- First appearance: The Lightning Thief (2005)
- Last appearance: Wrath of the Triple Goddess (2024)
- Created by: Rick Riordan
- Portrayed by: Logan Lerman (films) Chris McCarrell (musical) Walker Scobell (TV)

In-universe information
- Full name: Perseus Jackson
- Nicknames: Percy Seaweed Brain
- Species: Greek demigod
- Title(s): Son of Poseidon Son of Neptune Hero of Olympus
- Occupation: Demigod hero hunting/fighting monsters Praetor of the Twelfth Legion of Rome (formerly)
- Significant other: Annabeth Chase
- Relatives: Sally Jackson (mother) Poseidon (father) Paul Blofis (stepfather) Gabe Ugliano (former stepfather, deceased) Amphitrite (stepmother) Tyson (half-brother) Triton (half-brother) Estelle Blofis (half-sister)
- Nationality: American

= Percy Jackson =

Character in the Camp Half-Blood Chronicles

Perseus "Percy" Jackson is a fictional character in the Camp Half-Blood Chronicles by Rick Riordan. He is the protagonist, the narrator, and the title character of the Percy Jackson & the Olympians series (2005–2009) and The Senior Year Adventures (2023–present), also serving as the narrator in the Demigods and Magicians collection.

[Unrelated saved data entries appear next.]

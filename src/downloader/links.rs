// Links file: one URL per line, `#` or `//` comments

use std::fs;
use std::io;
use std::path::Path;
use tracing::{info, warn};

pub const LINKS_TEMPLATE: &str = "# Enter YouTube URLs here, one per line\n\
                                  # Example: https://www.youtube.com/watch?v=example\n";

/// Coarse check: known host or an http(s) scheme
pub fn is_valid_url(candidate: &str) -> bool {
    candidate.contains("youtube.com")
        || candidate.contains("youtu.be")
        || candidate.starts_with("http://")
        || candidate.starts_with("https://")
}

/// Candidate URLs in file order. Blank and comment lines are skipped; lines
/// failing the coarse URL check are logged and dropped.
pub fn parse_links(content: &str) -> Vec<String> {
    let mut urls = Vec::new();
    for (lineno, line) in content.lines().enumerate() {
        let line = line.trim();
        if line.is_empty() || line.starts_with('#') || line.starts_with("//") {
            continue;
        }
        if !is_valid_url(line) {
            warn!(target: "batch", "Line {}: not a URL, skipped: {}", lineno + 1, line);
            continue;
        }
        urls.push(line.to_string());
    }
    urls
}

/// Create the links file with a commented template if it does not exist.
/// Returns true when a new file was written.
pub fn ensure_links_file(path: &Path) -> io::Result<bool> {
    if path.exists() {
        return Ok(false);
    }
    if let Some(parent) = path.parent().filter(|p| !p.as_os_str().is_empty()) {
        fs::create_dir_all(parent)?;
    }
    fs::write(path, LINKS_TEMPLATE)?;
    info!("Created {} - add one URL per line", path.display());
    Ok(true)
}

pub fn read_links(path: &Path) -> io::Result<Vec<String>> {
    Ok(parse_links(&fs::read_to_string(path)?))
}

==Creation and conception==
Development of Percy Jackson began when Rick Riordan started inventing stories for his son Haley, who was diagnosed with ADHD and dyslexia, in the spring of 2002. When Haley was studying Greek mythology, he asked his father to tell him bedtime stories based on those myths. When his father ran out of ideas, Haley suggested that he make up new stories that combined existing mythological characters with new ones. This led Riordan to create the fictional character of Percy and the story of his travels across the United States to recover Zeus's lightning-bolt. Haley eventually suggested it be written as a novel. Riordan received input on the manuscript from some of his middle school students before taking the idea of Percy Jackson to a publisher.

Riordan has said that Percy Jackson's original character was "inspired by my son's own struggle" at school. Haley and Percy have been cited as the "same age" and share several character traits. Riordan has also stated that Percy has "[his] sense of humor" and is also "based on many of the students [he has] had in the past."

==Characterization==
Percy Jackson is a demigod, the son of the mortal Sally Jackson and the Greek god Poseidon. He was diagnosed with ADHD and dyslexia, and demigods have an inherent capacity to read Ancient Greek and have inborn "battlefield reflexes". Percy's birthday is August 18, and in the first novel of Percy Jackson & the Olympians, The Lightning Thief, he is twelve years old.

Percy is the son of Poseidon, god of the sea. His mother, Sally Jackson, married Gabe Ugliano when Percy was young. Between the time of The Battle of the Labyrinth and The Last Olympian, Sally marries Paul Blofis. Percy has a half-brother named Tyson, a Cyclops.

Percy's oldest friend is Grover Underwood, a satyr originally tasked with protecting him and bringing him safely to Camp Half-Blood. His next-oldest friend is Annabeth Chase, whom he first meets when she helps nurse him back to health after his first fight with the Minotaur in The Lightning Thief. The two accompany him on his first, and most of his subsequent, quests.

Percy is also close to many other characters in the book series. His closest friends include Thalia Grace, daughter of Zeus and leader of the Hunters of Artemis; Luke Castellan, son of Hermes; Nico di Angelo, son of Hades; Rachel Elizabeth Dare, a mortal Pythia; Hazel Levesque, daughter of Pluto; Leo Valdez, son of Hephaestus; Jason Grace, son of Jupiter; Piper McLean, daughter of Aphrodite; and Frank Zhang, son of Mars.

Percy's main weapon is Anaklusmos ("Riptide"), a sword made of celestial bronze given to him by Chiron, on the instructions of Poseidon. With his divine heritage as a demigod, he also has the capacity of reading Ancient Greek with greater capacity than with reading English.

== Actors ==

Logan Lerman (top) plays Percy in the films and Walker Scobell (bottom) plays him in the Disney+ series.

Percy Jackson is played by Logan Lerman in the film adaptations (2010, 2013), and by Walker Scobell in the Disney+ television adaptation (2023–present). In the stage musical adaptation, the role was originated by Eric Meyers in 2014 for its Off-Broadway premiere, Chris McCarrell for its 2019 Broadway production, and Max Harwood for its 2024 West End production.